Valls had arrived for a visit to congratulate city officials on statistics showing an impressive drop in the city’s crime rate over the past year.

Residents in the northern suburb of La Castellane, home to some 7,000 people, were ordered to remain indoors for their own safety. Security personnel evacuated a school as elite GIPN special ops forces moved into a sealed-off estate, according to a police source.

The area is a melting pot of poverty, prostitution, drug trafficking and violence, according to Samia Ghali, a senator from Marseille, the second-largest city in France. “It’s a dangerous cocktail and we saw evidence of that today,” Ghali told BFM TV. Likewise, Marseille Deputy Mayor Caroline Pozmentier commented, “This battle against drug trafficking is a long-term battle.”

But it doesn’t make sense that men wearing hoods would suddenly open fire with Kalashnikov assault rifles at officers sitting in a police vehicle in to bust up a drug sting. Most drug traffickers try to avoid attracting the attention of law enforcement personnel.

There is still no reliable information on whether there were any casualties, and none of the perpetrators have been identified; nor have authorities told media whether any of the attackers have been apprehended.

Many of the members of France’s five million-strong Muslim population live in suburbs such as that which came under siege on Monday.

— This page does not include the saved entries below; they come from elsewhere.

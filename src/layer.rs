//! Layer configuration: per-layer table descriptions, YAML layer sets, and
//! the runtime registry consulted on every tile request.

use std::collections::HashMap;
use std::sync::{Arc, PoisonError, RwLock};

use log::debug;
use serde::Deserialize;

use crate::render::RenderStrategy;
use crate::Error;

/// Description of one vector layer backed by a PostGIS table.
#[derive(Clone, Debug, Deserialize, PartialEq)]
pub struct LayerConfig {
    /// Table holding the layer's records.
    pub table: String,
    /// Column carrying the geometry.
    pub geometry_column: String,
    /// Property columns encoded into each feature, in declaration order.
    #[serde(default)]
    pub properties: Vec<String>,
    /// Schema qualifying `table`; `public` when absent.
    #[serde(default)]
    pub schema: Option<String>,
    /// Per-layer override of the service-wide render strategy.
    #[serde(default)]
    pub strategy: Option<RenderStrategy>,
    /// Spatial index currently attached to this layer, if any. Managed by
    /// the index manager, never read from a layer source document.
    #[serde(skip)]
    pub index_name: Option<String>,
}

/// One entry of a layer set document.
#[derive(Clone, Debug, Deserialize)]
pub struct LayerSource {
    pub id: String,
    #[serde(flatten)]
    pub config: LayerConfig,
}

/// A YAML document declaring a set of layers.
#[derive(Clone, Debug, Deserialize)]
pub struct LayerSet {
    pub layers: Vec<LayerSource>,
}

impl LayerSet {
    /// Parses a layer set from its YAML representation.
    pub fn from_yaml(data: &str) -> Result<LayerSet, Error> {
        Ok(serde_yaml::from_str(data)?)
    }
}

/// The active layer set: layer id to configuration, shared across requests.
///
/// Reads vastly outnumber writes (writes happen only when the rendering
/// client adds or removes a layer), so a `RwLock` over the map suffices.
#[derive(Clone, Default)]
pub struct LayerRegistry {
    inner: Arc<RwLock<HashMap<String, LayerConfig>>>,
}

impl LayerRegistry {
    pub fn new() -> Self {
        Self::default()
    }

    /// Inserts or replaces a layer configuration.
    ///
    /// The stored property list keeps its declaration order but is made
    /// unique, and any entry naming the geometry column itself is dropped:
    /// geometry is never doubled as a feature attribute.
    pub fn register(&self, id: impl Into<String>, mut config: LayerConfig) {
        let id = id.into();
        let mut seen: Vec<String> = Vec::with_capacity(config.properties.len());
        for prop in config.properties.drain(..) {
            if prop == config.geometry_column {
                debug!(
                    "layer '{}': dropping property '{}' shadowing the geometry column",
                    id, prop
                );
            } else if !seen.contains(&prop) {
                seen.push(prop);
            }
        }
        config.properties = seen;
        self.write().insert(id, config);
    }

    /// Removes a layer, returning its configuration (including any attached
    /// index name, which the caller is responsible for releasing).
    pub fn unregister(&self, id: &str) -> Option<LayerConfig> {
        self.write().remove(id)
    }

    pub fn get(&self, id: &str) -> Option<LayerConfig> {
        self.read().get(id).cloned()
    }

    /// All registered layers, as (id, config) pairs.
    pub fn list(&self) -> Vec<(String, LayerConfig)> {
        self.read()
            .iter()
            .map(|(id, config)| (id.clone(), config.clone()))
            .collect()
    }

    /// Records a spatial index on a layer.
    pub fn attach_index(&self, id: &str, index_name: &str) {
        if let Some(config) = self.write().get_mut(id) {
            config.index_name = Some(index_name.to_string());
        }
    }

    /// Clears a layer's spatial index reference, returning the old name.
    pub fn detach_index(&self, id: &str) -> Option<String> {
        self.write().get_mut(id).and_then(|c| c.index_name.take())
    }

    fn read(&self) -> std::sync::RwLockReadGuard<'_, HashMap<String, LayerConfig>> {
        self.inner.read().unwrap_or_else(PoisonError::into_inner)
    }

    fn write(&self) -> std::sync::RwLockWriteGuard<'_, HashMap<String, LayerConfig>> {
        self.inner.write().unwrap_or_else(PoisonError::into_inner)
    }
}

In the neighborhood of La Castellane, turnout was very low when millions of others turned out to honor the memory of those who died in the terror attack on the Paris offices of Charlie Hebdo satirical weekly last month. The magazine came under attack by a terror cell from Al Qaeda in the Arabian Peninsula (AQAP) for publishing satiric cartoon images of Islam’s founder, the prophet Muhammad.

Last week a terrorist stabbed two French soldiers standing guard outside a Jewish community center building in the southern city of Nice. A third soldier was not injured. The attacker and a second man were subsequently arrested.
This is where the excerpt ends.